Cap On Employer Health Tax Exclusion? New House Bill Coming Soon

A House bill that’s due to show up in the next few days will include about 75 proposals for changing U.S. health care finance and delivery rules and programs — and a provision that would cap the current federal income tax exclusion for employer-sponsored health benefits.

The Fair Care Act of 2024 bill is the fourth version of a bill Rep. Bruce Westerman, R-Ark., has introduced during earlier terms of Congress. Westernman has already created an entry for the new bill in the Congress.gov system. At press time, Congress.gov had not yet posted a copy of the text of the bill, but Westerman’s office made a preliminary version available to BenefitsPRO.

Like the three earlier versions of the bill, the new version includes provisions that could limit an employer to excluding only $10,200 in spending on employee-only coverage and only $27,500 from spending for family coverage coverage from taxable income.

Some of the other bill provisions would repeal the Affordable Care Act employer health insurance mandate, let people who are offered employer-sponsored health coverage qualify for ACA health insurance premium subsidies and require providers to send patients timely, transparent bills, according to a bill introduction announcement.

Analysts at the Congressional Budget Officer recently included a similar cap on the current group health tax exclusion in an analysis of proposals for cutting the federal budget deficit.

The CBO analysts predicted that, if nothing changes, the United States will add about $20 trillion in public debt over the 10-year period from 2025 through 2034.

Setting an employer health benefits tax exclusion cap similar to the one included in the Westerman bill could add $709 billion in tax revenue over that period, meaning that it might reduce debt accumulation by 3.5%, according to the CBO analysis.
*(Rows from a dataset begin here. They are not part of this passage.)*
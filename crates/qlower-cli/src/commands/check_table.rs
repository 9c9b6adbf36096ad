use std::path::PathBuf;

use qlower_compiler::{LowerConfig, LoweringContext, qtable};
use qlower_core::{Chip, Mode};

use super::{CliError, read_text};

pub struct CheckTableArgs {
    pub table_path: PathBuf,
    pub chip: Chip,
    pub mode: Mode,
    pub json: bool,
}

pub fn run(args: CheckTableArgs) -> Result<(), CliError> {
    let text = read_text(&args.table_path)?;
    let ctx = LoweringContext::new(LowerConfig::builder(args.chip, args.mode).build());
    let entries = qtable::parse(&text, &ctx)?;
    print!("{}", render(&entries, args.json));
    Ok(())
}

fn render(entries: &[qtable::TableEntry], json: bool) -> String {
    if json {
        let list: Vec<serde_json::Value> = entries
            .iter()
            .map(|e| {
                serde_json::json!({
                    "line": e.line,
                    "name": e.name,
                    "mode": e.mode.to_string(),
                })
            })
            .collect();
        let mut out = serde_json::Value::Array(list).to_string();
        out.push('\n');
        return out;
    }
    entries
        .iter()
        .map(|e| format!("{} {}\n", e.name, e.mode))
        .collect()
}
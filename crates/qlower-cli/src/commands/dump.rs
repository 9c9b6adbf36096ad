use std::path::PathBuf;

use super::{CliError, load_graph};

pub struct DumpArgs {
    pub graph_path: PathBuf,
}

pub fn run(args: DumpArgs) -> Result<(), CliError> {
    let graph = load_graph(&args.graph_path)?;
    print!("{}", graph.dump());
    Ok(())
}
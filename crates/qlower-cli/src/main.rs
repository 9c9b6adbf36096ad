mod cli;
mod commands;

use std::process::ExitCode;

use tracing_subscriber::EnvFilter;

use cli::{CheckTableParams, DumpParams, LowerParams, build_cli, verbosity};
use commands::CliError;

fn main() -> ExitCode {
    let matches = build_cli().get_matches();
    let Some((name, m)) = matches.subcommand() else {
        return ExitCode::from(1);
    };
    init_tracing(verbosity(m).max(verbosity(&matches)));

    let result = match name {
        "lower" => commands::lower::run(LowerParams::from_matches(m).into()),
        "check-table" => commands::check_table::run(CheckTableParams::from_matches(m).into()),
        "dump" => commands::dump::run(DumpParams::from_matches(m).into()),
        other => {
            eprintln!("error: unknown command `{other}`");
            return ExitCode::from(1);
        }
    };
    match result {
        Ok(()) => ExitCode::SUCCESS,
        Err(e) => report(&e),
    }
}

fn report(e: &CliError) -> ExitCode {
    eprintln!("error: {e}");
    ExitCode::from(e.exit_code())
}

/// `RUST_LOG` wins when set; otherwise `-v` picks the level.
fn init_tracing(verbose: u8) {
    let default = match verbose {
        0 => "warn",
        1 => "info",
        _ => "debug",
    };
    let filter = EnvFilter::try_from_default_env().unwrap_or_else(|_| EnvFilter::new(default));
    tracing_subscriber::fmt()
        .with_env_filter(filter)
        .with_writer(std::io::stderr)
        .with_target(false)
        .init();
}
Garrett Hohimer, a vice president at the Business Group on Health, scoffed during a recent Employee Benefit Research Institute webinar at the idea that Congress might just nibble at the current employer health benefits tax exclusion.
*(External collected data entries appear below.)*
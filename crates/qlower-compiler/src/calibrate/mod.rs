//! Calibration range propagation.
//!
//! Runs a fixed sequence of phases. Each phase drives its rule set to a
//! fixpoint with a worklist: every node starts queued, and whenever a rule
//! changes something the node plus the producers and consumers of every
//! retyped value are queued again.
//!
//! Phase order:
//! 1. forward through reshape/permute
//! 2. pooling, subtract-by-constant and add sign consistency
//! 3. multiply sign consistency (not on CV18xx, not in F8 modes)
//! 4. multi-input unification
//! 5. activation backward
//! 6. compare unification
//! 7. selective threshold (not in F8 modes)
//! 8. extended forward
//! 9. sign consistency again
//! 10. selective threshold again

mod rules;
mod walk;


use std::collections::{HashSet, VecDeque};

use indexmap::IndexMap;
use qlower_core::{Graph, GraphState, NodeId, OpKind};
use tracing::{debug, info, warn};

use crate::{LoweringContext, Result};

use rules::Rule;
use walk::Propagator;

/// Visits per node before a phase gives up on reaching a fixpoint.
const MAX_VISITS_PER_NODE: usize = 64;

const SHAPE: &[OpKind] = &[OpKind::Reshape, OpKind::Permute];
const POOLS: &[OpKind] = &[OpKind::AvgPool, OpKind::MaxPool];
const MULTI_INPUT: &[OpKind] = &[OpKind::Concat, OpKind::Min, OpKind::Max];
const BACKWARD: &[OpKind] = &[
    OpKind::Relu,
    OpKind::MaxPool,
    OpKind::MaxPoolWithMask,
    OpKind::Depth2Space,
    OpKind::Abs,
];
const BACKWARD_KEEP_MIN: &[OpKind] = &[OpKind::PRelu, OpKind::LeakyRelu];
const BACKWARD_CV18XX: &[OpKind] = &[OpKind::LeakyRelu, OpKind::ScatterNd];
const FORWARD_EXTENDED: &[OpKind] = &[
    OpKind::Relu,
    OpKind::MaxPool,
    OpKind::MinConst,
    OpKind::MaxConst,
    OpKind::MaxPoolWithMask,
    OpKind::MaxUnpool,
    OpKind::Reshape,
    OpKind::Unsqueeze,
    OpKind::Squeeze,
    OpKind::Slice,
    OpKind::Tile,
    OpKind::Pad,
    OpKind::Permute,
    OpKind::Reverse,
    OpKind::Upsample,
    OpKind::LeakyRelu,
    OpKind::Abs,
];

#[derive(Debug, Clone)]
pub(crate) struct Phase {
    pub name: &'static str,
    pub rules: Vec<Rule>,
}

/// What a propagation run did.
#[derive(Debug, Clone, Default, PartialEq)]
pub struct CalibrationStats {
    pub phases: usize,
    pub applied: usize,
    pub by_rule: IndexMap<&'static str, usize>,
}

pub(crate) fn phases(ctx: &LoweringContext) -> Vec<Phase> {
    let chip = ctx.config.chip;
    let f8 = ctx.config.mode.is_f8();
    let sign = || Phase {
        name: "sign",
        rules: vec![Rule::KeepSign(POOLS), Rule::SubConstSign, Rule::AddSign],
    };
    let selective = || Phase {
        name: "selective",
        rules: vec![Rule::WhereThreshold, Rule::MaskedFillThreshold],
    };

    let mut phases = vec![
        Phase {
            name: "forward-shape",
            rules: vec![Rule::ForwardCopy(SHAPE)],
        },
        sign(),
    ];
    if !chip.is_cv18xx() && !f8 {
        phases.push(Phase {
            name: "mul-sign",
            rules: vec![Rule::MulSign, Rule::SubConstSign],
        });
    }
    phases.push(Phase {
        name: "multi-input",
        rules: vec![Rule::MultiInput(MULTI_INPUT)],
    });

    let mut backward = vec![Rule::Backward(BACKWARD)];
    if chip.is_cv18xx() {
        backward.push(Rule::Backward(BACKWARD_CV18XX));
    } else {
        backward.push(Rule::BackwardKeepMin(BACKWARD_KEEP_MIN));
    }
    phases.push(Phase {
        name: "backward",
        rules: backward,
    });
    phases.push(Phase {
        name: "compare",
        rules: vec![Rule::Compare],
    });
    if !f8 {
        phases.push(selective());
    }

    let mut forward = vec![
        Rule::ForwardCopy(FORWARD_EXTENDED),
        Rule::ForwardMulConst,
        Rule::ForwardArg,
    ];
    if chip.is_cv18xx() {
        forward.push(Rule::ForwardCopy(&[OpKind::Reduce]));
    } else {
        forward.push(Rule::ForwardCopy(&[OpKind::PRelu]));
    }
    if chip.is_bm1684_family() {
        forward.push(Rule::ForwardCopy(&[OpKind::AvgPool]));
    }
    phases.push(Phase {
        name: "forward",
        rules: forward,
    });
    phases.push(sign());
    phases.push(selective());
    phases
}

/// Propagates calibration ranges over a calibrated graph.
pub fn run(graph: &mut Graph, ctx: &LoweringContext) -> Result<CalibrationStats> {
    let mut stats = CalibrationStats::default();
    if graph.state != GraphState::Calibrated {
        debug!(state = ?graph.state, "graph carries no calibration, skipping propagation");
        return Ok(stats);
    }

    for phase in phases(ctx) {
        let applied = run_phase(graph, ctx, &phase, &mut stats)?;
        debug!(phase = phase.name, applied, "calibration phase done");
        stats.phases += 1;
    }
    info!(
        phases = stats.phases,
        applied = stats.applied,
        "calibration propagated"
    );
    Ok(stats)
}

fn run_phase(
    graph: &mut Graph,
    ctx: &LoweringContext,
    phase: &Phase,
    stats: &mut CalibrationStats,
) -> Result<usize> {
    let mut queue: VecDeque<NodeId> = graph.order().iter().copied().collect();
    let mut queued: HashSet<NodeId> = queue.iter().copied().collect();
    let budget = (graph.node_count() + 1) * MAX_VISITS_PER_NODE;
    let mut visits = 0usize;
    let mut applied = 0usize;

    let mut p = Propagator::new(graph, ctx);
    while let Some(id) = queue.pop_front() {
        queued.remove(&id);
        if !p.graph.is_live(id) {
            continue;
        }
        visits += 1;
        if visits > budget {
            warn!(
                phase = phase.name,
                visits, "calibration phase did not settle, stopping"
            );
            break;
        }

        for &rule in &phase.rules {
            if !rule.apply(&mut p, id)? {
                continue;
            }
            debug!(rule = rule.name(), node = p.graph.node_name(id), "rule applied");
            applied += 1;
            stats.applied += 1;
            *stats.by_rule.entry(rule.name()).or_default() += 1;

            let mut requeue = vec![id];
            for value in p.take_touched() {
                requeue.push(p.graph.producer(value));
                requeue.extend(p.graph.users(value));
            }
            for n in requeue {
                if queued.insert(n) {
                    queue.push_back(n);
                }
            }
            break;
        }
    }
    Ok(applied)
}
“My concern is there is that, once they encroach on the tax treatment of health care, it’s gone,” Hohimer said. “The tax rate is going to go up and down over time, but once this tax exclusion is gone, it’s gone. It will never come back, and we will be dealing with a different universe.”
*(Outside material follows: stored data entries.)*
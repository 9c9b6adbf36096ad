//! Human-readable graph listing.

use std::fmt::Write;

use crate::{Graph, Op, OpKind};

impl Graph {
    /// One line per node in program order:
    /// `name = kind(operands) -> [shape] repr {mode}`.
    pub fn dump(&self) -> String {
        let mut out = String::new();
        for &id in self.order() {
            let node = self.node(id);
            if node.kind() == OpKind::Return {
                let operands: Vec<String> =
                    node.inputs().iter().map(|&v| self.value_ref(v)).collect();
                let _ = writeln!(out, "return({})", operands.join(", "));
                continue;
            }

            let operands: Vec<String> = node.inputs().iter().map(|&v| self.value_ref(v)).collect();
            let _ = write!(out, "{} = {}", node.name(), node.kind());
            if let Some(attrs) = attrs(&node.op) {
                let _ = write!(out, "<{attrs}>");
            }
            let _ = write!(out, "({})", operands.join(", "));

            let results: Vec<String> = node
                .outputs()
                .iter()
                .map(|&v| {
                    let ty = self.ty(v);
                    let dims: Vec<String> = ty.shape.iter().map(i64::to_string).collect();
                    format!("[{}] {}", dims.join(", "), ty.repr)
                })
                .collect();
            let _ = write!(out, " -> {}", results.join(", "));
            if let Some(mode) = node.mode {
                let _ = write!(out, " {{{mode}}}");
            }
            out.push('\n');
        }
        out
    }
}

fn join(values: &[i64]) -> String {
    values
        .iter()
        .map(i64::to_string)
        .collect::<Vec<_>>()
        .join(",")
}

fn attrs(op: &Op) -> Option<String> {
    match op {
        Op::Permute { order } => Some(join(order)),
        Op::Tile { tile } => Some(join(tile)),
        Op::Softmax { axis } => Some(format!("axis={axis}")),
        Op::MulConst { const_val, .. }
        | Op::AddConst { const_val, .. }
        | Op::SubConst { const_val, .. }
        | Op::MaskedFill { const_val, .. } => Some(const_val.to_string()),
        Op::RequantFp { scale } | Op::CpuQuant { scale } => Some(format!("scale={scale}")),
        Op::Conv2d { groups, .. } => Some(format!("groups={groups}")),
        Op::MatMul {
            left_transpose,
            right_transpose,
            hdim_is_batch,
            ..
        } => {
            let flags: Vec<&str> = [
                (*left_transpose, "lt"),
                (*right_transpose, "rt"),
                (*hdim_is_batch, "hdim"),
            ]
            .into_iter()
            .filter_map(|(on, flag)| on.then_some(flag))
            .collect();
            (!flags.is_empty()).then(|| flags.join(","))
        }
        _ => None,
    }
}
The new version of the Fair Care Act bill has no cosponsors. The bill is under the jurisdiction of nine House committees.

But it arrives as members of Congress are drafting a big, must-pass disaster relief package and a measure for keeping the federal government from shutting down. It’s possible that congressional leaders could look in the bill for ideas about what to put in the must-pass packages.

Even if the bill fails to advance during the current term of Congress, it could return in the 119th Congress, which starts Jan. 3, 2025.